Mussels are the answer for when you want something fast and that little bit special. A quick ginger-infused rice adds extra fragrance.
- 2 tbsp neutral oil, such as sunflower
- 4 garlic cloves, crushed
- 2 long red chillies (seeds optional), thinly sliced
- 1 tsp finely grated ginger
- 1 red onion, cut into thin wedges
- 1 kg mussels, scrubbed and beards removed
- ½ bunch garlic chives, coarsely chopped
- 60 ml Shaoxing wine
- 1 tbsp black Chinkiang vinegar
- 1 tsp caster sugar
- 1 tbsp neutral oil, such as sunflower oil
- 2 tsp finely grated ginger
- 150 gm (¾ cup) jasmine rice
- 250 ml (1 cup) chicken stock
- 1For ginger rice, heat oil, ginger and a small pinch of salt flakes in a small saucepan over high heat. When hot, add rice, stir to coat, then add stock and bring to the boil. Cover with a lid, reduce heat to low, and cook without stirring for 12 minutes, then remove from heat and stand until tender (5 minutes).

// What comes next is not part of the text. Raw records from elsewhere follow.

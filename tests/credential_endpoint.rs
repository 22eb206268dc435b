use axum::Router;
use axum::http::StatusCode;
use axum::routing::get;
use serde_json::json;
use tokio::net::TcpListener;

use deckhand::{ConnectError, CredentialSource, HttpCredentialSource};

/// Serves `router` on an ephemeral port and returns its base URL.
async fn serve(router: Router) -> String {
    let listener = TcpListener::bind("127.0.0.1:0").await.unwrap();
    let addr = listener.local_addr().unwrap();
    tokio::spawn(async move {
        axum::serve(listener, router).await.unwrap();
    });
    format!("http://{}", addr)
}

#[tokio::test]
async fn fetches_ephemeral_key() {
    let base = serve(Router::new().route(
        "/api/session",
        get(|| async {
            axum::Json(json!({
                "id": "sess_1",
                "client_secret": {"value": "ek_live", "expires_at": 1700000000}
            }))
        }),
    ))
    .await;

    let source = HttpCredentialSource::new(&base);
    assert_eq!(source.fetch().await.unwrap().as_deref(), Some("ek_live"));
}

#[tokio::test]
async fn response_without_secret_is_absent() {
    let base = serve(Router::new().route(
        "/api/session",
        get(|| async { axum::Json(json!({"client_secret": {"value": ""}})) }),
    ))
    .await;

    let source = HttpCredentialSource::new(&base);
    assert_eq!(source.fetch().await.unwrap(), None);
}

#[tokio::test]
async fn error_status_is_a_credential_error() {
    let base = serve(Router::new().route(
        "/api/session",
        get(|| async { (StatusCode::INTERNAL_SERVER_ERROR, "upstream down") }),
    ))
    .await;

    let source = HttpCredentialSource::new(&base);
    match source.fetch().await {
        Err(ConnectError::Credential(message)) => {
            assert!(message.contains("500"), "{}", message);
            assert!(message.contains("upstream down"), "{}", message);
        }
        other => panic!("expected credential error, got {:?}", other),
    }
}
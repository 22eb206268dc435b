use async_trait::async_trait;
use reqwest::Client as HttpClient;
use serde::Deserialize;

use crate::error::ConnectError;

/// Source of the short-lived secret used to open a realtime session.
#[async_trait]
pub trait CredentialSource: Send + Sync {
    /// `Ok(None)` means the backend answered but handed out no secret.
    async fn fetch(&self) -> Result<Option<String>, ConnectError>;
}

#[derive(Debug, Deserialize)]
struct SessionTokenResponse {
    #[serde(default)]
    client_secret: Option<ClientSecret>,
}

#[derive(Debug, Deserialize)]
struct ClientSecret {
    #[serde(default)]
    value: Option<String>,
}

/// Asks the application backend's `/api/session` endpoint for an ephemeral key.
#[derive(Debug, Clone)]
pub struct HttpCredentialSource {
    base_url: String,
    http: HttpClient,
}

impl HttpCredentialSource {
    pub fn new(base_url: &str) -> Self {
        Self {
            base_url: normalize_base_url(base_url),
            http: HttpClient::new(),
        }
    }

    pub fn endpoint(&self) -> String {
        format!("{}/api/session", self.base_url)
    }
}

#[async_trait]
impl CredentialSource for HttpCredentialSource {
    async fn fetch(&self) -> Result<Option<String>, ConnectError> {
        let response = self.http.get(self.endpoint()).send().await?;

        if !response.status().is_success() {
            let status = response.status();
            let body = response.text().await.unwrap_or_default();
            return Err(ConnectError::Credential(format!(
                "Failed to fetch session token: {} - {}",
                status, body
            )));
        }

        let body: SessionTokenResponse = response.json().await?;
        Ok(body
            .client_secret
            .and_then(|secret| secret.value)
            .filter(|value| !value.is_empty()))
    }
}

/// A fixed secret, for backends that hand one out ahead of time.
#[derive(Debug, Clone)]
pub struct StaticCredential(pub Option<String>);

#[async_trait]
impl CredentialSource for StaticCredential {
    async fn fetch(&self) -> Result<Option<String>, ConnectError> {
        Ok(self.0.clone())
    }
}

fn normalize_base_url(value: &str) -> String {
    value.trim_end_matches('/').to_string()
}

#[cfg(test)]
mod tests {
    use super::*;

    #[test]
    fn endpoint_ignores_trailing_slash() {
        let source = HttpCredentialSource::new("http://localhost:3000/");
        assert_eq!(source.endpoint(), "http://localhost:3000/api/session");
    }

    #[test]
    fn token_response_tolerates_missing_secret() {
        let body: SessionTokenResponse = serde_json::from_str(r#"{"error":"nope"}"#).unwrap();
        assert!(body.client_secret.is_none());

        let body: SessionTokenResponse =
            serde_json::from_str(r#"{"client_secret":{"value":"ek_123","expires_at":1}}"#).unwrap();
        assert_eq!(body.client_secret.unwrap().value.as_deref(), Some("ek_123"));
    }
}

- 2Meanwhile, heat oil in a large saucepan over high heat. Add garlic, chilli, ginger and onion and cook, stirring regularly, until onion has softened slightly (2 minutes). Add mussels, half the garlic chives and Shaoxing, cover with a lid and cook, shaking pan occasionally, until mussels just open (3 minutes). Stir through soy sauce, vinegar and sugar and cook for a further 30 seconds.
- 3Top mussels with remaining garlic chives and serve immediately with ginger rice.